By Peter Jene, Senior National Correspondent, Atlantic Post
IKEJA, Lagos — In a riveting courtroom drama that has gripped the nation, the trial of Ismaila Mustapha, popularly known as Mompha, has revealed staggering details of financial impropriety. The sixth prosecution witness, Idi Musa, an investigator with the Economic and Financial Crimes Commission (EFCC), disclosed to Justice Mojisola Dada of the Special Offences Court in Ikeja, Lagos, that N35 billion was discovered in two bank accounts linked to Mompha.

This sensational revelation came during proceedings on Monday, further intensifying the public and legal scrutiny on one of Nigeria’s most infamous financial figures. The implications of this case are profound, not only for Mompha but for the broader Nigerian financial and legal landscape.
The Charges: A Web of Financial Misconduct
Mompha, alongside his company, Ismalob Global Investment Limited, was arraigned by the EFCC on January 12, 2022, facing an eight-count charge. These charges include conspiracy to launder funds obtained through unlawful activity, retention of proceeds of criminal conduct, failure to disclose assets, possession of documents containing false pretenses, and use of property derived from unlawful acts.
One of the charges details that Mompha, Ahmadu Mohammed (currently at large), and Ismalob Global Investment Limited conspired to conduct financial transactions amounting to nearly N6 billion in 2016. The transactions were allegedly intended to promote specified unlawful activities, specifically obtaining money by false pretenses. Mompha has pleaded not guilty to all charges.
The Testimony: A Deepening Scandal
During Monday’s proceedings, Idi Musa provided a detailed account of how the EFCC’s investigation unfolded. The investigation began in 2019, following intelligence received from the Federal Bureau of Investigations (FBI) in the United States. The FBI’s letter alerted the EFCC to the involvement of Mompha and his company in cybercrime activities, colloquially known in Nigeria as “Yahoo Yahoo.”
Musa testified that the EFCC wrote to two major banks to obtain the account statements of Ismalob Global Investment Limited. The analysis of these statements revealed a heavy flow of funds—N30 billion in one account and N5 billion in another. Despite Mompha’s claim that he was engaged in the Bureau De Change (BDC) business, the investigation revealed otherwise.

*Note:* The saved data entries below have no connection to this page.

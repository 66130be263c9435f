use crate::core::transcript::sanitize_video_id;
use crate::error::Result;
use derive_more::{AsRef, Display};
use indexmap::IndexMap;
use serde::{Deserialize, Serialize};

/// Opaque identifier of one discovered video.
#[derive(Debug, Clone, PartialEq, Eq, Hash, Display, AsRef, Serialize, Deserialize)]
#[as_ref(forward)]
#[serde(transparent)]
pub struct ItemId(String);

impl ItemId {
    pub fn parse(raw: &str) -> Result<Self> {
        sanitize_video_id(raw).map(Self)
    }

    pub fn as_str(&self) -> &str {
        &self.0
    }
}

/// Transcripts keyed by item, in discovery order.
///
/// Only items whose retrieval produced non-empty text are ever inserted; a
/// skipped item is absent rather than present with a placeholder.
#[derive(Debug, Default, Clone)]
pub struct TranscriptSet {
    entries: IndexMap<ItemId, String>,
}

impl TranscriptSet {
    pub fn new() -> Self {
        Self::default()
    }

    /// Appends a transcript. Returns `false` and leaves the set untouched when
    /// the item is already present or the text is blank.
    pub fn insert(&mut self, id: ItemId, text: String) -> bool {
        if text.trim().is_empty() || self.entries.contains_key(&id) {
            return false;
        }
        self.entries.insert(id, text);
        true
    }

    #[cfg(test)]
    pub fn get(&self, id: &ItemId) -> Option<&str> {
        self.entries.get(id).map(String::as_str)
    }

    pub fn contains(&self, id: &ItemId) -> bool {
        self.entries.contains_key(id)
    }

    pub fn len(&self) -> usize {
        self.entries.len()
    }

    pub fn is_empty(&self) -> bool {
        self.entries.is_empty()
    }

    pub fn iter(&self) -> impl Iterator<Item = (&ItemId, &str)> {
        self.entries.iter().map(|(id, text)| (id, text.as_str()))
    }

    #[cfg(test)]
    pub fn ids(&self) -> impl Iterator<Item = &ItemId> {
        self.entries.keys()
    }
}

#[cfg(test)]
mod tests {
    use super::*;

    fn id(raw: &str) -> ItemId {
        ItemId::parse(raw).expect("valid id")
    }

    #[test]
    fn rejects_unsafe_ids() {
        assert!(ItemId::parse("../etc/passwd").is_err());
        assert!(ItemId::parse("").is_err());
    }

    #[test]
    fn keeps_insertion_order() {
        let mut set = TranscriptSet::new();
        set.insert(id("ccc"), "third listed first".into());
        set.insert(id("aaa"), "then this".into());
        set.insert(id("bbb"), "and this".into());

        let order: Vec<&str> = set.ids().map(ItemId::as_str).collect();
        assert_eq!(order, ["ccc", "aaa", "bbb"]);
    }

    #[test]
    fn blank_and_duplicate_entries_are_refused() {
        let mut set = TranscriptSet::new();
        assert!(set.insert(id("aaa"), "first".into()));
        assert!(!set.insert(id("aaa"), "second".into()));
        assert!(!set.insert(id("bbb"), "   ".into()));

        assert_eq!(set.len(), 1);
        assert_eq!(set.get(&id("aaa")), Some("first"));
        assert!(!set.contains(&id("bbb")));
    }
}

The Arrest: A High-Stakes Operation
The court heard that the EFCC’s efforts to reach Mompha were initially unsuccessful, as he did not reside in Nigeria. However, a breakthrough came on October 16, 2019, when the EFCC requested the Nigeria Immigration Services (NIS) to arrest Mompha upon sight. Two days later, Mompha attempted to flee the country upon learning of the EFCC’s pursuit. He was intercepted and arrested at the airport by NIS officers and subsequently handed over to the EFCC.
The Evidence: An Incriminating Trail
Musa detailed the forensic analysis conducted on Mompha’s iPhone, which revealed that it was used to send bank account details to a contact in the United Arab Emirates and search for Swift Codes. This evidence, combined with the vast sums found in his accounts, paints a damning picture of Mompha’s financial dealings.
Furthermore, during the investigation, it was discovered that Mompha failed to declare several properties and assets in his Assets Declaration Form, which he had been required to fill out. These undeclared assets were classified as proceeds of crime.
Legal and Financial Implications
The ongoing trial and its revelations have far-reaching implications for Nigeria. The sheer scale of the funds involved and the sophisticated methods employed highlight significant vulnerabilities in the country’s financial system. This case underscores the urgent need for more robust financial regulations and vigilant enforcement to curb money laundering and other financial crimes.
For the EFCC, this case is a critical test of its ability to combat high-profile financial crimes. A successful prosecution could bolster the commission’s reputation and serve as a deterrent to others engaged in similar activities. Conversely, any missteps could undermine public confidence in the country’s legal and financial oversight mechanisms.
Conclusion
As the trial of Ismaila Mustapha unfolds, it serves as a stark reminder of the challenges Nigeria faces in combating financial crimes. The discovery of N35 billion in Mompha’s accounts is not just a personal scandal but a national issue that highlights systemic flaws in financial oversight and regulation. This case could be a turning point, prompting stricter laws and more vigilant enforcement to protect the integrity of Nigeria’s financial system. The coming weeks and months will be critical in determining the outcome of this high-stakes legal battle and its broader implications for the country.